There were some discontinuities in the segmented blood vessels in our dataset resulting from the implementation of the SEGAN model [43]. To address this issue, we employed a post-processing step and leveraged two useful algorithms: a region-growing method and a missing algorithm [45], to fill in the discontinuous parts of the segmented blood vessels. In the first stage, to overcome the discontinuities, especially along the major blood vessels, we implemented the region-growing algorithm, which is briefly explained in the Supplementary Figure S6.

To implement the region-growing algorithm, for each terminal point with an intensity greater than a specified value (40 in this study), we examined the intensity of its neighboring pixels not belonging to segmented vessels.

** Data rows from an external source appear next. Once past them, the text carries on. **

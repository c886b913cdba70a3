//! Ticket text parsing
//!
//! Segments a freeform blob of text into ordered (number, text) records.
//! A record opens on a line that starts with a digit run followed by `.`,
//! `)` or whitespace; lines that don't open a record continue the one
//! currently open, and are dropped when none is open yet.

use std::fmt;

/// One parsed ticket: a number and its (whitespace-collapsed) text
#[derive(Debug, Clone, PartialEq, Eq)]
pub struct TicketRecord {
    /// Leading number of the record (not required unique or contiguous)
    pub number: u32,
    /// Record text with all whitespace runs collapsed to single spaces
    pub text: String,
}

impl fmt::Display for TicketRecord {
    fn fmt(&self, f: &mut fmt::Formatter<'_>) -> fmt::Result {
        write!(f, "{}. {}", self.number, self.text)
    }
}

/// Parser accumulator: either no record has opened yet, or one is open
/// and collecting continuation lines
enum Accumulator {
    Idle,
    Open { number: u32, chunks: Vec<String> },
}

impl Accumulator {
    /// Flush the open record (if any) into `out` and reset to Idle
    fn flush(&mut self, out: &mut Vec<TicketRecord>) {
        if let Accumulator::Open { number, chunks } = std::mem::replace(self, Accumulator::Idle) {
            out.push(TicketRecord {
                number,
                text: collapse_whitespace(&chunks.join(" ")),
            });
        }
    }
}

/// Input-terminating sentinel, matched case-insensitively on its own line
pub const SENTINEL: &str = "END";

/// Parse raw multi-line text into ticket records, in order of appearance.
/// A line consisting of the sentinel ends the input; it never becomes
/// part of a record's text.
///
/// Never fails: input with no record-start line yields an empty vector,
/// which callers must treat as a reportable "no records found" condition.
pub fn parse_tickets(raw: &str) -> Vec<TicketRecord> {
    let mut records = Vec::new();
    let mut acc = Accumulator::Idle;

    for line in raw.lines() {
        let line = line.trim();
        if line.is_empty() {
            continue;
        }
        if line.eq_ignore_ascii_case(SENTINEL) {
            break;
        }

        match split_record_start(line) {
            Some((number, rest)) => {
                acc.flush(&mut records);
                acc = Accumulator::Open {
                    number,
                    chunks: vec![rest.to_string()],
                };
            }
            None => {
                if let Accumulator::Open { chunks, .. } = &mut acc {
                    chunks.push(line.to_string());
                }
                // No record open yet: the line is dropped
            }
        }
    }

    acc.flush(&mut records);
    records
}

/// Check whether a (pre-trimmed) line opens a new record.
///
/// The pattern is: one or more digits, then one or more of `.`, `)` or
/// whitespace, then at least one more character. Returns the parsed
/// number and the remainder.
fn split_record_start(line: &str) -> Option<(u32, &str)> {
    let digits_end = line.find(|c: char| !c.is_ascii_digit())?;
    if digits_end == 0 {
        return None;
    }

    let number: u32 = line[..digits_end].parse().ok()?;

    let rest = &line[digits_end..];
    let sep_len = rest
        .find(|c: char| c != '.' && c != ')' && !c.is_whitespace())
        .unwrap_or(rest.len());
    if sep_len == 0 {
        return None;
    }

    let rest = &rest[sep_len..];
    if rest.is_empty() {
        return None;
    }

    Some((number, rest))
}

/// Collapse all whitespace runs (spaces, tabs, newlines) to single spaces
/// and trim both ends
pub fn collapse_whitespace(text: &str) -> String {
    text.split_whitespace().collect::<Vec<_>>().join(" ")
}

Those pixels whose brightness difference with a specified threshold was less than a predetermined value (10 in this work) selected as candidate points. The candidate point with the lowest brightness difference value was then chosen as the new seed. It is worth noting that the threshold value for selecting candidate points was the intensity of the terminal point, and this value became updated by averaging the intensity of both the terminal point and the newly selected seed.

For each selected new seed, the aforementioned algorithm was repeated until no neighboring point satisfied the criterion. The Supplementary Algorithm S1 details our proposed region growing approach, where “p_i” represents the ith terminal point, “S₁” is a set of neighboring points satisfying a certain criterion explained above, and “P_S1,i” represents ith point in “S₁”.

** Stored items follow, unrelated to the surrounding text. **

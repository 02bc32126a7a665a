// murmuration/src/scoring/cache.rs
//
// Content-addressed classifier output cache.
//
// Opt-in only: a lookup happens when the feature vector carries a
// `feature_version`, otherwise the classifier runs every time.
// Key = SHA-256(entity id, feature version, model version), so a new model or
// a re-extracted vector never hits a stale entry.
//
// DashMap = sharded concurrent map, shared by all scoring chunks of a run and
// optionally across runs when the caller keeps the same instance.

use std::sync::atomic::{AtomicU64, Ordering};

use dashmap::DashMap;
use sha2::{Digest, Sha256};

use crate::error::ModelError;
use crate::events::FeatureVector;

use super::model::{checked_probability, Classifier};

#[derive(Debug, Default)]
pub struct ProbabilityCache {
    entries: DashMap<String, f64>,
    hits:    AtomicU64,
    misses:  AtomicU64,
}

impl ProbabilityCache {
    pub fn new() -> Self {
        Self::default()
    }

    pub fn key(entity_id: &str, feature_version: &str, model_version: &str) -> String {
        let mut h = Sha256::new();
        for part in [entity_id, feature_version, model_version] {
            h.update((part.len() as u64).to_le_bytes());
            h.update(part.as_bytes());
        }
        hex::encode(h.finalize())
    }

    /// Cached probability when the vector is versioned, a direct call otherwise.
    /// Errors are never cached.
    pub fn predict(&self, model: &dyn Classifier, fv: &FeatureVector) -> Result<f64, ModelError> {
        let Some(fver) = fv.provenance.feature_version.as_deref() else {
            return model.predict_proba(fv);
        };
        let key = Self::key(&fv.entity_id, fver, model.version());
        if let Some(p) = self.entries.get(&key) {
            self.hits.fetch_add(1, Ordering::Relaxed);
            return Ok(*p);
        }
        self.misses.fetch_add(1, Ordering::Relaxed);
        let p = checked_probability(model.predict_proba(fv)?)?;
        self.entries.insert(key, p);
        Ok(p)
    }

    pub fn len(&self) -> usize {
        self.entries.len()
    }

    pub fn is_empty(&self) -> bool {
        self.entries.is_empty()
    }

    pub fn hits(&self) -> u64 {
        self.hits.load(Ordering::Relaxed)
    }

    pub fn misses(&self) -> u64 {
        self.misses.load(Ordering::Relaxed)
    }
}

In the subsequent step, we applied the missing algorithm proposed in [45] to address any remaining small discontinuities in the segmented vessels from the initial stage by utilizing the vessel graph and identifying landmark points on it.

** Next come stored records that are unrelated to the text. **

// murmuration/src/graph/community.rs
//
// Modularity-based community detection.
//
// Each connected component is partitioned on its own: greedy agglomerative
// merging (Clauset-Newman-Moore) followed by a seeded local-move refinement.
// Isolated nodes are singleton communities. Final ids are assigned in order of
// each community's smallest node index.

use std::collections::BTreeMap;

use petgraph::unionfind::UnionFind;
use rand::rngs::StdRng;
use rand::seq::SliceRandom;

use crate::context::CancelToken;
use crate::error::DetectError;

const EPS: f64 = 1e-12;
const MAX_REFINE_PASSES: usize = 10;

pub(crate) fn detect(
    adjacency: &[Vec<(usize, f64)>],
    rng: &mut StdRng,
    cancel: &CancelToken,
) -> Result<Vec<u32>, DetectError> {
    let n = adjacency.len();
    // provisional label = a node index from the community, unique across components
    let mut label: Vec<usize> = (0..n).collect();

    for members in components(adjacency) {
        cancel.check("community detection")?;
        if members.len() < 2 {
            continue;
        }
        let local = partition_component(adjacency, &members, rng, cancel)?;
        for (node, l) in local {
            label[node] = l;
        }
    }

    let mut relabel: BTreeMap<usize, u32> = BTreeMap::new();
    let mut out = Vec::with_capacity(n);
    for l in label {
        let next = relabel.len() as u32;
        out.push(*relabel.entry(l).or_insert(next));
    }
    Ok(out)
}

/// Connected components, each sorted, ordered by smallest member.
pub(crate) fn components(adjacency: &[Vec<(usize, f64)>]) -> Vec<Vec<usize>> {
    let n = adjacency.len();
    let mut uf = UnionFind::<usize>::new(n);
    for (i, nbrs) in adjacency.iter().enumerate() {
        for (j, _) in nbrs {
            uf.union(i, *j);
        }
    }
    let mut by_root: BTreeMap<usize, Vec<usize>> = BTreeMap::new();
    let mut first_of_root: BTreeMap<usize, usize> = BTreeMap::new();
    for i in 0..n {
        let root = uf.find(i);
        let first = *first_of_root.entry(root).or_insert(i);
        by_root.entry(first).or_default().push(i);
    }
    by_root.into_values().collect()
}

fn partition_component(
    adjacency: &[Vec<(usize, f64)>],
    members: &[usize],
    rng: &mut StdRng,
    cancel: &CancelToken,
) -> Result<BTreeMap<usize, usize>, DetectError> {
    let strength: BTreeMap<usize, f64> = members
        .iter()
        .map(|&i| (i, adjacency[i].iter().map(|(_, w)| *w).sum()))
        .collect();
    let two_m: f64 = strength.values().sum();
    let mut assignment: BTreeMap<usize, usize> = members.iter().map(|&i| (i, i)).collect();
    if two_m <= 0.0 {
        return Ok(assignment);
    }

    // ── greedy merge ──
    let mut between: BTreeMap<usize, BTreeMap<usize, f64>> = BTreeMap::new();
    for &i in members {
        let row = between.entry(i).or_default();
        for (j, w) in &adjacency[i] {
            *row.entry(*j).or_default() += w;
        }
    }
    let mut total: BTreeMap<usize, f64> = strength.clone();

    loop {
        cancel.check("community detection")?;
        let mut best: Option<(f64, usize, usize)> = None;
        for (&a, row) in &between {
            for (&b, &w) in row.range(a + 1..) {
                let dq = 2.0 * (w / two_m - total[&a] * total[&b] / (two_m * two_m));
                if best.map_or(true, |(bq, _, _)| dq > bq) {
                    best = Some((dq, a, b));
                }
            }
        }
        let Some((dq, keep, gone)) = best else { break };
        if dq <= EPS {
            break;
        }

        let gone_row = between.remove(&gone).unwrap_or_default();
        for (other, w) in gone_row {
            if let Some(row) = between.get_mut(&other) {
                row.remove(&gone);
            }
            if other == keep {
                continue;
            }
            *between.entry(keep).or_default().entry(other).or_default() += w;
            *between.entry(other).or_default().entry(keep).or_default() += w;
        }
        let moved = total.remove(&gone).unwrap_or(0.0);
        *total.entry(keep).or_default() += moved;
        for l in assignment.values_mut() {
            if *l == gone {
                *l = keep;
            }
        }
    }

    // ── local-move refinement ──
    let m = two_m / 2.0;
    let mut order: Vec<usize> = members.to_vec();
    for _ in 0..MAX_REFINE_PASSES {
        cancel.check("community refinement")?;
        order.shuffle(rng);
        let mut moved = false;

        for &i in &order {
            let k_i = strength[&i];
            let current = assignment[&i];
            let mut links: BTreeMap<usize, f64> = BTreeMap::new();
            for (j, w) in &adjacency[i] {
                *links.entry(assignment[j]).or_default() += w;
            }

            let total_without = total[&current] - k_i;
            let stay = links.get(&current).copied().unwrap_or(0.0) / m
                - k_i * total_without / (2.0 * m * m);

            let mut best: Option<(f64, usize)> = None;
            for (&c, &k_ic) in &links {
                if c == current {
                    continue;
                }
                let gain = k_ic / m - k_i * total[&c] / (2.0 * m * m);
                if best.map_or(true, |(bg, _)| gain > bg) {
                    best = Some((gain, c));
                }
            }

            if let Some((gain, target)) = best {
                if gain - stay > EPS {
                    *total.entry(current).or_default() -= k_i;
                    *total.entry(target).or_default() += k_i;
                    assignment.insert(i, target);
                    moved = true;
                }
            }
        }
        if !moved {
            break;
        }
    }

    Ok(assignment)
}

/// Modularity of `assignment`, computed per connected component and averaged
/// weighted by each component's total edge weight.
pub(crate) fn partition_modularity(adjacency: &[Vec<(usize, f64)>], assignment: &[u32]) -> f64 {
    let mut weighted = 0.0;
    let mut weight = 0.0;
    for members in components(adjacency) {
        let two_m: f64 = members
            .iter()
            .map(|&i| adjacency[i].iter().map(|(_, w)| *w).sum::<f64>())
            .sum();
        if two_m <= 0.0 {
            continue;
        }
        let mut inside: BTreeMap<u32, f64> = BTreeMap::new();
        let mut total: BTreeMap<u32, f64> = BTreeMap::new();
        for &i in &members {
            let c = assignment[i];
            for (j, w) in &adjacency[i] {
                *total.entry(c).or_default() += w;
                if assignment[*j] == c {
                    *inside.entry(c).or_default() += w;
                }
            }
        }
        let q: f64 = total
            .iter()
            .map(|(c, t)| inside.get(c).copied().unwrap_or(0.0) / two_m - (t / two_m).powi(2))
            .sum();
        weighted += q * two_m;
        weight += two_m;
    }
    if weight > 0.0 {
        weighted / weight
    } else {
        0.0
    }
}

#[cfg(test)]
mod tests {
    use super::*;
    use rand::SeedableRng;

    fn undirected(n: usize, edges: &[(usize, usize, f64)]) -> Vec<Vec<(usize, f64)>> {
        let mut adj = vec![Vec::new(); n];
        for &(a, b, w) in edges {
            adj[a].push((b, w));
            adj[b].push((a, w));
        }
        for row in &mut adj {
            row.sort_by_key(|(j, _)| *j);
        }
        adj
    }

    fn two_triangles() -> Vec<Vec<(usize, f64)>> {
        undirected(
            6,
            &[(0, 1, 1.0), (0, 2, 1.0), (1, 2, 1.0), (3, 4, 1.0), (3, 5, 1.0), (4, 5, 1.0), (2, 3, 1.0)],
        )
    }

    #[test]
    fn bridged_triangles_split() {
        let mut rng = StdRng::seed_from_u64(1);
        let labels = detect(&two_triangles(), &mut rng, &CancelToken::new()).unwrap();
        assert_eq!(labels, vec![0, 0, 0, 1, 1, 1]);
    }

    #[test]
    fn result_does_not_depend_on_seed_for_clear_structure() {
        let adj = two_triangles();
        let a = detect(&adj, &mut StdRng::seed_from_u64(1), &CancelToken::new()).unwrap();
        let b = detect(&adj, &mut StdRng::seed_from_u64(99), &CancelToken::new()).unwrap();
        assert_eq!(a, b);
    }

    #[test]
    fn isolated_nodes_are_singletons() {
        // 0-1 connected, 2 alone, 3-4 connected
        let adj = undirected(5, &[(0, 1, 1.0), (3, 4, 1.0)]);
        let labels = detect(&adj, &mut StdRng::seed_from_u64(0), &CancelToken::new()).unwrap();
        assert_eq!(labels, vec![0, 0, 1, 2, 2]);
    }

    #[test]
    fn components_ordered_by_smallest_member() {
        let adj = undirected(4, &[(1, 3, 1.0)]);
        assert_eq!(components(&adj), vec![vec![0], vec![1, 3], vec![2]]);
    }

    #[test]
    fn detected_partition_beats_single_block() {
        let adj = two_triangles();
        let labels = detect(&adj, &mut StdRng::seed_from_u64(3), &CancelToken::new()).unwrap();
        let q = partition_modularity(&adj, &labels);
        let flat = partition_modularity(&adj, &[0; 6]);
        assert!(q > flat, "{q} <= {flat}");
        assert!(flat.abs() < 1e-12);
    }

    #[test]
    fn cancelled_detection_stops() {
        let token = CancelToken::new();
        token.cancel();
        let res = detect(&two_triangles(), &mut StdRng::seed_from_u64(0), &token);
        assert!(matches!(res, Err(DetectError::Cancelled(_))));
    }
}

2.2.2. Feature Measurement

In this study, a series of clinically relevant manual features were calculated from the segmented optic disc, optic cup and blood vessels to classify individuals into two MS and HC classes. Optic disc width, optic cup width and the ratio of disc width to cup width were the feature sets extracted from the optic disc and cup. In addition, the features including average width, FD [46], VD, VI, VW, distance measure tortuosity [47], squared curvature tortuosity [47], tortuosity density [48], and linear regression tortuosity were calculated from the extracted blood vessels in the whole image, zone B and zone C. Zone B and zone C represent the area located between 0.5 to 1 and 0.5 to 2 optic disc diameter (OOD) from the disc margin, respectively, as described in [49]. A visual depiction of these zones and the clinically manual feature used in this study are shown in the Supplementary Figure S7 and Table S1.

2.3. Feature Selection

FS is a critical preprocessing step in ML aimed at identifying and retaining relevant features while removing non-informative or redundant ones. This enhances the model’s predictive accuracy, robustness, and generalizability by focusing on significant predictors, thereby reducing the risk of overfitting [50,51].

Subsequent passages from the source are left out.